Exercise prompt -
Among the entries below, find the lines with "QueryFilter" and copy them.

Records supplied -
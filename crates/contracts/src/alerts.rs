use chrono::{DateTime, Utc};
use serde::{Deserialize, Serialize};
use uuid::Uuid;

/// Alert severity (drives colour and the critical counters).
#[derive(Debug, Clone, Copy, PartialEq, Eq, Hash, Serialize, Deserialize)]
#[serde(rename_all = "lowercase")]
pub enum AlertSeverity {
    Critical,
    Warning,
    Info,
}

/// Functional area the alert belongs to.
#[derive(Debug, Clone, Copy, PartialEq, Eq, Serialize, Deserialize)]
#[serde(rename_all = "lowercase")]
pub enum AlertCategory {
    Sales,
    Stock,
    Advertising,
    Finance,
    System,
}

/// Direction of the metric behind an alert.
#[derive(Debug, Clone, Copy, PartialEq, Eq, Serialize, Deserialize)]
#[serde(rename_all = "lowercase")]
pub enum Trend {
    Up,
    Down,
    Flat,
}

/// Snapshot of the metric that tripped the alert threshold.
#[derive(Debug, Clone, PartialEq, Serialize, Deserialize)]
pub struct MetricSnapshot {
    pub current: f64,
    pub threshold: f64,
    pub unit: String,
    pub trend: Trend,
}

/// Suggested follow-up action rendered as a button on the alert card.
#[derive(Debug, Clone, PartialEq, Serialize, Deserialize)]
pub struct AlertAction {
    pub label: String,
    /// Stable key the frontend maps to a handler ("open_stocks", ...).
    pub action_key: String,
}

#[derive(Debug, Clone, PartialEq, Serialize, Deserialize)]
pub struct Alert {
    pub id: String,
    pub severity: AlertSeverity,
    pub category: AlertCategory,
    pub title: String,
    pub description: String,
    #[serde(default)]
    pub metric: Option<MetricSnapshot>,
    #[serde(default)]
    pub actions: Vec<AlertAction>,
    pub timestamp: DateTime<Utc>,
    #[serde(default)]
    pub is_read: bool,
    /// Articles / warehouses the alert refers to.
    #[serde(default)]
    pub affected_items: Vec<String>,
}

impl Alert {
    /// New unread alert with a client-generated id.
    pub fn new(
        severity: AlertSeverity,
        category: AlertCategory,
        title: &str,
        description: &str,
    ) -> Self {
        Self {
            id: Uuid::new_v4().to_string(),
            severity,
            category,
            title: title.to_string(),
            description: description.to_string(),
            metric: None,
            actions: Vec::new(),
            timestamp: Utc::now(),
            is_read: false,
            affected_items: Vec::new(),
        }
    }
}

/// Longer-lived issue tracked separately from the alert feed
/// (out-of-stock article, rejected card, paused campaign).
#[derive(Debug, Clone, PartialEq, Serialize, Deserialize)]
pub struct Problem {
    pub id: String,
    pub severity: AlertSeverity,
    /// Short area tag ("stocks", "content", "ads").
    pub area: String,
    pub description: String,
    pub detected_at: DateTime<Utc>,
}

#[cfg(test)]
mod tests {
    use super::*;

    #[test]
    fn test_severity_wire_format() {
        assert_eq!(
            serde_json::to_string(&AlertSeverity::Critical).unwrap(),
            "\"critical\""
        );
        let back: AlertSeverity = serde_json::from_str("\"warning\"").unwrap();
        assert_eq!(back, AlertSeverity::Warning);
    }

    #[test]
    fn test_new_alert_is_unread() {
        let alert = Alert::new(
            AlertSeverity::Info,
            AlertCategory::System,
            "Синхронизация",
            "Обновление данных завершено",
        );
        assert!(!alert.is_read);
        assert!(alert.metric.is_none());
        assert!(!alert.id.is_empty());
    }
}
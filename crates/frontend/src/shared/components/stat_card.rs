use super::number_format::format_value;
use contracts::kpi::{KpiMetric, KpiStatus};
use leptos::prelude::*;

/// KPI card: formatted value, target attainment and change vs the
/// previous period.
#[component]
pub fn StatCard(metric: KpiMetric) -> impl IntoView {
    let status_class = match metric.status {
        KpiStatus::Good => "stat-card stat-card--success",
        KpiStatus::Bad => "stat-card stat-card--error",
        KpiStatus::Warning => "stat-card stat-card--warning",
        KpiStatus::Neutral => "stat-card",
    };

    let formatted = format_value(metric.value, &metric.format);

    let change_view = metric.change_percent().map(|pct| {
        let (arrow, cls) = if pct > 0.5 {
            ("\u{2191}", "stat-card__change stat-card__change--up")
        } else if pct < -0.5 {
            ("\u{2193}", "stat-card__change stat-card__change--down")
        } else {
            ("", "stat-card__change stat-card__change--flat")
        };
        let text = format!("{}{:.1}%", arrow, pct.abs());
        view! { <span class=cls>{text}</span> }
    });

    let target_view = (metric.target > 0.0).then(|| {
        let text = format!("план: {}", format_value(metric.target, &metric.format));
        view! { <div class="stat-card__subtitle">{text}</div> }
    });

    view! {
        <div class=status_class>
            <div class="stat-card__content">
                <div class="stat-card__label">{metric.label.clone()}</div>
                <div class="stat-card__value">
                    {formatted}
                    {change_view}
                </div>
                {target_view}
            </div>
        </div>
    }
}
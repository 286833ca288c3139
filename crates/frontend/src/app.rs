use crate::routes::AppRoutes;
use crate::shared::api::CubeClient;
use crate::shared::notify::{ToastHost, ToastService};
use crate::shared::state::{FilterStore, OperationalStore};
use leptos::prelude::*;

#[component]
pub fn App() -> impl IntoView {
    // Shared services for the whole app, provided via context instead of
    // module-level singletons.
    provide_context(FilterStore::load());
    provide_context(OperationalStore::new());
    provide_context(CubeClient::from_env());
    provide_context(ToastService::new());

    view! {
        <AppRoutes />
        <ToastHost />
    }
}
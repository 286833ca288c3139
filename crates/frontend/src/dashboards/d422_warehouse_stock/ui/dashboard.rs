use super::super::api::{self, StockRow, DIM_WAREHOUSE};
use crate::shared::api::{CubeClient, RequestSequence};
use crate::shared::components::number_format::format_number_int;
use crate::shared::notify::use_toasts;
use crate::shared::state::{filter_signal, FilterStore};
use contracts::analytics::QueryFilter;
use leptos::prelude::*;
use leptos::task::spawn_local;

/// Остатки по складам: на складе, в пути к клиенту и от клиента.
#[component]
pub fn WarehouseStockDashboard() -> impl IntoView {
    let filter_store = use_context::<FilterStore>().expect("FilterStore context not found");
    let client = use_context::<CubeClient>().expect("CubeClient context not found");
    let toasts = use_toasts();

    let filter_state = filter_signal(&filter_store);
    let rows = RwSignal::new(Vec::<StockRow>::new());
    let warehouses = RwSignal::new(Vec::<String>::new());
    let loading = RwSignal::new(false);
    let error_msg = RwSignal::new(None::<String>);

    let sequence = RequestSequence::new();
    {
        let client = client.clone();
        let sequence = sequence.clone();
        Effect::new(move |_| {
            let state = filter_state.get();
            let client = client.clone();
            let sequence = sequence.clone();
            let ticket = sequence.begin();
            loading.set(true);
            error_msg.set(None);

            spawn_local(async move {
                let result = api::load_stock(&client, &state).await;
                if !sequence.is_current(ticket) {
                    return;
                }
                loading.set(false);
                match result {
                    Ok(stock) => rows.set(stock),
                    Err(e) => {
                        error_msg.set(Some(e.to_string()));
                        toasts.error(format!("Остатки: {e}"));
                    }
                }
            });
        });
    }

    // Warehouse picker list, with the picker's own dimension excluded
    // from the filters. Ticketed with its own sequence so a stale reply
    // cannot overwrite a newer list.
    {
        let client = client.clone();
        let picker_sequence = RequestSequence::new();
        Effect::new(move |_| {
            let state = filter_state.get();
            let client = client.clone();
            let sequence = picker_sequence.clone();
            let ticket = sequence.begin();
            spawn_local(async move {
                let result = client.distinct_values(&state, DIM_WAREHOUSE).await;
                if !sequence.is_current(ticket) {
                    return;
                }
                match result {
                    Ok(values) => warehouses.set(values),
                    Err(e) => log::warn!("distinct warehouses failed: {e}"),
                }
            });
        });
    }

    let picker = {
        let store = filter_store.clone();
        move || {
            let selected: Vec<String> = filter_state
                .get()
                .filters
                .get(DIM_WAREHOUSE)
                .map(|f| f.values.clone())
                .unwrap_or_default();
            let store = store.clone();
            warehouses
                .get()
                .into_iter()
                .map(|warehouse| {
                    let store = store.clone();
                    let is_active = selected.contains(&warehouse);
                    let mut next = selected.clone();
                    let name = warehouse.clone();
                    view! {
                        <button
                            class=if is_active {
                                "picker-chip picker-chip--active"
                            } else {
                                "picker-chip"
                            }
                            on:click=move |_| {
                                if is_active {
                                    next.retain(|w| w != &name);
                                } else if !next.contains(&name) {
                                    next.push(name.clone());
                                }
                                if next.is_empty() {
                                    store.remove_filter(DIM_WAREHOUSE);
                                } else {
                                    store.set_filter(QueryFilter::equals(
                                        DIM_WAREHOUSE,
                                        next.clone(),
                                    ));
                                }
                            }
                        >
                            {warehouse.clone()}
                        </button>
                    }
                })
                .collect_view()
        }
    };

    let body = move || {
        let data = rows.get();
        let totals = api::totals(&data);
        let data_rows = data
            .into_iter()
            .map(|row| {
                view! {
                    <tr>
                        <td>{row.warehouse.clone()}</td>
                        <td class="num">{format_number_int(row.quantity)}</td>
                        <td class="num">{format_number_int(row.in_way_to_client)}</td>
                        <td class="num">{format_number_int(row.in_way_from_client)}</td>
                        <td class="num">{format_number_int(row.total())}</td>
                    </tr>
                }
            })
            .collect_view();
        view! {
            {data_rows}
            <tr class="totals-row">
                <td>{totals.warehouse.clone()}</td>
                <td class="num">{format_number_int(totals.quantity)}</td>
                <td class="num">{format_number_int(totals.in_way_to_client)}</td>
                <td class="num">{format_number_int(totals.in_way_from_client)}</td>
                <td class="num">{format_number_int(totals.total())}</td>
            </tr>
        }
    };

    view! {
        <div class="dashboard dashboard--warehouse-stock">
            <div class="page-header">
                <h2>"Склады и остатки"</h2>
            </div>

            <div class="picker-row">{picker}</div>

            {move || error_msg.get().map(|e| view! { <div class="error-banner">{e}</div> })}

            <table class="data-table" class:data-table--loading=move || loading.get()>
                <thead>
                    <tr>
                        <th>"Склад"</th>
                        <th class="num">"Остаток"</th>
                        <th class="num">"К клиенту"</th>
                        <th class="num">"От клиента"</th>
                        <th class="num">"Всего"</th>
                    </tr>
                </thead>
                <tbody>{body}</tbody>
            </table>
        </div>
    }
}
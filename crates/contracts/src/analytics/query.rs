use serde::{Deserialize, Serialize};

/// Filter operator applied to a dimension.
///
/// The query layer only ever produces equality filters; the enum exists so
/// the wire format stays open for the other operators the API understands.
#[derive(Debug, Clone, Copy, PartialEq, Eq, Serialize, Deserialize)]
#[serde(rename_all = "camelCase")]
pub enum FilterOperator {
    Equals,
    NotEquals,
    Contains,
    Set,
    NotSet,
}

/// A single dimension filter inside a query descriptor.
#[derive(Debug, Clone, PartialEq, Serialize, Deserialize)]
pub struct QueryFilter {
    /// Fully qualified member name, e.g. "Income.warehouseName"
    pub member: String,
    pub operator: FilterOperator,
    pub values: Vec<String>,
}

impl QueryFilter {
    pub fn equals(member: &str, values: Vec<String>) -> Self {
        Self {
            member: member.to_string(),
            operator: FilterOperator::Equals,
            values,
        }
    }
}

/// Time grain for a time dimension clause.
#[derive(Debug, Clone, Copy, PartialEq, Eq, Serialize, Deserialize)]
#[serde(rename_all = "lowercase")]
pub enum Granularity {
    Day,
    Week,
    Month,
}

/// Time dimension clause: member + granularity + inclusive ISO date pair.
#[derive(Debug, Clone, PartialEq, Serialize, Deserialize)]
#[serde(rename_all = "camelCase")]
pub struct TimeDimension {
    pub dimension: String,
    pub granularity: Granularity,
    /// ["YYYY-MM-DD", "YYYY-MM-DD"]
    pub date_range: [String; 2],
}

/// Sort direction for a query order clause.
#[derive(Debug, Clone, Copy, PartialEq, Eq, Serialize, Deserialize)]
#[serde(rename_all = "lowercase")]
pub enum OrderDirection {
    Asc,
    Desc,
}

/// Order clause, serialized as a [member, direction] pair.
#[derive(Debug, Clone, PartialEq, Serialize, Deserialize)]
pub struct QueryOrder(pub String, pub OrderDirection);

/// Declarative query descriptor sent to the analytics API.
///
/// Field names follow the Cube wire format (camelCase); empty collections
/// are omitted so hand-written queries in devtools stay comparable.
#[derive(Debug, Clone, Default, PartialEq, Serialize, Deserialize)]
#[serde(rename_all = "camelCase")]
pub struct Query {
    #[serde(default, skip_serializing_if = "Vec::is_empty")]
    pub measures: Vec<String>,
    #[serde(default, skip_serializing_if = "Vec::is_empty")]
    pub dimensions: Vec<String>,
    #[serde(default, skip_serializing_if = "Vec::is_empty")]
    pub filters: Vec<QueryFilter>,
    #[serde(default, skip_serializing_if = "Vec::is_empty")]
    pub time_dimensions: Vec<TimeDimension>,
    #[serde(default, skip_serializing_if = "Vec::is_empty")]
    pub order: Vec<QueryOrder>,
    #[serde(default, skip_serializing_if = "Option::is_none")]
    pub limit: Option<u32>,
}

#[cfg(test)]
mod tests {
    use super::*;

    #[test]
    fn test_query_wire_format() {
        let query = Query {
            measures: vec!["Income.totalPrice".to_string()],
            dimensions: vec!["Income.warehouseName".to_string()],
            filters: vec![QueryFilter::equals(
                "Income.warehouseName",
                vec!["Коледино".to_string()],
            )],
            time_dimensions: vec![TimeDimension {
                dimension: "Income.date".to_string(),
                granularity: Granularity::Day,
                date_range: ["2024-01-01".to_string(), "2024-01-31".to_string()],
            }],
            order: vec![QueryOrder(
                "Income.totalPrice".to_string(),
                OrderDirection::Desc,
            )],
            limit: Some(500),
        };

        let json = serde_json::to_value(&query).unwrap();
        assert_eq!(json["timeDimensions"][0]["granularity"], "day");
        assert_eq!(json["timeDimensions"][0]["dateRange"][0], "2024-01-01");
        assert_eq!(json["filters"][0]["operator"], "equals");
        assert_eq!(json["order"][0][1], "desc");
        assert_eq!(json["limit"], 500);
    }

    #[test]
    fn test_empty_collections_are_skipped() {
        let json = serde_json::to_string(&Query::default()).unwrap();
        assert_eq!(json, "{}");
    }

    #[test]
    fn test_query_roundtrip() {
        let query = Query {
            measures: vec!["Stocks.quantity".to_string()],
            ..Default::default()
        };
        let json = serde_json::to_string(&query).unwrap();
        let back: Query = serde_json::from_str(&json).unwrap();
        assert_eq!(back, query);
    }
}
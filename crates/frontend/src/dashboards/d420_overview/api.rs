use crate::shared::api::{ApiError, CubeClient};
use crate::shared::query::build_query;
use crate::shared::state::FilterState;
use chrono::{Duration, NaiveDate};
use contracts::analytics::{Granularity, ResultSet, TimeDimension};
use contracts::kpi::{KpiMetric, KpiStatus, Trend, ValueFormat};

pub const DIM_DATE: &str = "Sales.date";

struct KpiDef {
    id: &'static str,
    label: &'static str,
    measure: &'static str,
    target: f64,
    format: ValueFormat,
}

fn kpi_defs() -> Vec<KpiDef> {
    vec![
        KpiDef {
            id: "revenue",
            label: "Выручка",
            measure: "Sales.totalRevenue",
            target: 3_000_000.0,
            format: ValueFormat::Money {
                currency: "₽".to_string(),
            },
        },
        KpiDef {
            id: "orders",
            label: "Заказы",
            measure: "Sales.ordersCount",
            target: 5_000.0,
            format: ValueFormat::Integer,
        },
        KpiDef {
            id: "buyout",
            label: "Процент выкупа",
            measure: "Sales.buyoutPercent",
            target: 95.0,
            format: ValueFormat::Percent { decimals: 1 },
        },
    ]
}

/// One aggregate row for a period, under the global filter selection.
async fn load_totals(
    client: &CubeClient,
    state: &FilterState,
    from: NaiveDate,
    to: NaiveDate,
) -> Result<Option<contracts::analytics::response::Row>, ApiError> {
    let measures = kpi_defs().iter().map(|d| d.measure.to_string()).collect();
    // The overview manages its own period; a globally selected Sales.date
    // range is replaced, everything else passes through.
    let mut query = build_query(state, &[DIM_DATE]).into_query(measures, vec![]);
    query.time_dimensions.push(TimeDimension {
        dimension: DIM_DATE.to_string(),
        granularity: Granularity::Day,
        date_range: [from.to_string(), to.to_string()],
    });

    let response = client.load(&query).await?;
    Ok(response.data.into_iter().next())
}

fn status_for(value: f64, target: f64) -> KpiStatus {
    if target <= 0.0 {
        return KpiStatus::Neutral;
    }
    let attainment = value / target * 100.0;
    if attainment >= 100.0 {
        KpiStatus::Good
    } else if attainment >= 80.0 {
        KpiStatus::Warning
    } else {
        KpiStatus::Bad
    }
}

fn trend_for(value: f64, previous: Option<f64>) -> Trend {
    match previous {
        Some(prev) if value > prev => Trend::Up,
        Some(prev) if value < prev => Trend::Down,
        _ => Trend::Flat,
    }
}

/// KPI cards for the period, with the directly preceding period of the
/// same length as the comparison baseline.
pub async fn load_kpis(
    client: &CubeClient,
    state: &FilterState,
    from: NaiveDate,
    to: NaiveDate,
) -> Result<Vec<KpiMetric>, ApiError> {
    let span = to - from;
    let prev_to = from - Duration::days(1);
    let prev_from = prev_to - span;

    let current = load_totals(client, state, from, to).await?;
    let previous = load_totals(client, state, prev_from, prev_to).await?;

    let kpis = kpi_defs()
        .into_iter()
        .map(|def| {
            let value = current
                .as_ref()
                .and_then(|row| ResultSet::number(row, def.measure))
                .unwrap_or(0.0);
            let previous_value = previous
                .as_ref()
                .and_then(|row| ResultSet::number(row, def.measure));
            KpiMetric {
                id: def.id.to_string(),
                label: def.label.to_string(),
                value,
                previous_value,
                target: def.target,
                format: def.format,
                trend: trend_for(value, previous_value),
                status: status_for(value, def.target),
            }
        })
        .collect();
    Ok(kpis)
}
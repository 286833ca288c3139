pub mod filter_store;
pub mod operational_store;
pub mod reactive;
pub mod store;

pub use filter_store::{FilterState, FilterStore};
pub use operational_store::{OperationalState, OperationalStore};
pub use reactive::{filter_signal, operational_signal};
pub use store::{Store, Subscription};
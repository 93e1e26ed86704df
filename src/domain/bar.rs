use crate::domain::errors::ForecastError;
use chrono::NaiveDate;
use serde::{Deserialize, Serialize};

/// One trading day of OHLCV data. Immutable once fetched.
#[derive(Debug, Clone, Copy, PartialEq, Serialize, Deserialize)]
pub struct Bar {
    pub date: NaiveDate,
    pub open: f64,
    pub high: f64,
    pub low: f64,
    pub close: f64,
    pub volume: f64,
}

/// Rejects series whose dates are not strictly ascending.
///
/// Gaps (holidays, halts) are fine; duplicates and reordering are not,
/// since every downstream rolling computation assumes chronology.
pub fn validate_series(symbol: &str, bars: &[Bar]) -> Result<(), ForecastError> {
    for pair in bars.windows(2) {
        if pair[1].date <= pair[0].date {
            let reason = if pair[1].date == pair[0].date {
                format!("duplicate date {}", pair[1].date)
            } else {
                format!("date {} follows {}", pair[1].date, pair[0].date)
            };
            return Err(ForecastError::InvalidSeries {
                symbol: symbol.to_string(),
                reason,
            });
        }
    }
    Ok(())
}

Output for this task -
use contracts::analytics::QueryFilter;
                                    store.set_filter(QueryFilter::equals(
pub struct QueryFilter {
impl QueryFilter {
    pub filters: Vec<QueryFilter>,
            filters: vec![QueryFilter::equals(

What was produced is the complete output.